そして、聖女の下に仕えていた魔導師ならば、1人で魔術師数十名から数万名を殲滅出来る程の力を持っていたとも。
だが、彼らを魔術師が真に畏れたのは力よりも相手の言葉にあった。
彼らは人の悪徳の最たる術を身に着けた魔術師達を蹴散らして、本当に済まなそうに《《傷付けたくない》》と宣い。
本当に済まなそうに彼らが長年研鑽した魔術を《《陳腐である》》と告げ。
《《これからはもっと良い日が来ますよ》》と彼らの悪意や悪行、人生の塊たるあらゆる成果を総括して完全無欠に無価値と断じ、業火に投げ入れて燃やし尽くし、手を差し伸べたのだという。
その成果は彼らにとって本当にこれっぽっちも何ら価値が無く。
悪意や理不尽や矜持の塊である魔術師達は《《意図せずに》》自分の人生は1秒で燃える塵屑でしたと証明してしまって尚気付かず、魂を抉るような言葉を吐く彼らに鎮圧されるしかなかった。
曰く『大丈夫。まだ償えますよ(ニッコリ)』との事。
そう、最初から敵ではない。
そう、最初から相手ではない。
そう、最初から対等ではない。
殺す気で相対した相手は―――彼らを救う事ばかりを考えている単なる善人で……彼らを一度とて脅威とも思わず。

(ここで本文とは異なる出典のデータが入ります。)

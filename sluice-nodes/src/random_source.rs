//! Uniform random number source.

use rand::rngs::StdRng;
use rand::{Rng, SeedableRng};
use sluice_core::prelude::*;

/// Emits `Amount` uniform random floats in `[0, 1)` on its `Numbers`
/// output.
///
/// With a non-zero `Seed` the sequence is deterministic, which is what
/// reproducible pipelines and tests want; seed zero draws from system
/// entropy.
///
/// # Slots
/// - Parameter `Amount: int` (default 10) - how many numbers to generate
/// - Parameter `Seed: int` (default 0) - fixed seed, 0 means entropy
/// - Output `Numbers: float_vec`
#[derive(Debug, Default)]
pub struct RandomSource;

impl Behaviour for RandomSource {
    fn class_tag(&self) -> &'static str {
        "RandomSource"
    }

    fn slots(&self) -> Vec<SlotSpec> {
        vec![
            SlotSpec::parameter("Amount", 10),
            SlotSpec::parameter("Seed", 0),
            SlotSpec::output("Numbers", ValueKind::FloatVec),
        ]
    }

    fn run(&mut self, io: &mut SlotTable) -> Result<()> {
        let amount = io.param_int("Amount")?;
        if amount <= 0 {
            return Err(SluiceError::aborted("amount must be positive"));
        }
        let seed = io.param_int("Seed")?;
        tracing::debug!(amount, seed, "generating random numbers");

        let mut rng = if seed == 0 {
            StdRng::from_entropy()
        } else {
            StdRng::seed_from_u64(seed as u64)
        };
        let numbers: Vec<f64> = (0..amount).map(|_| rng.r#gen::<f64>()).collect();
        io.set_output("Numbers", numbers)
    }
}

だが、決して油断もしなければ、彼らの内心の全てを見抜いて尚、更生させる事が出来ると信じている……いや、《《そうなる》》と理解していた。
本当に普通の善意で何の気無しに彼らの魔術師としての人生を単なる時代遅れの遺物にした。
彼らに無いものを全て持っている彼らは彼らが掛けて来た魔術への犠牲や使命感や義務や命を懸けた日々の成果を《《それは邪悪でいけない事だから》》とただ正させようとしただけなのだ。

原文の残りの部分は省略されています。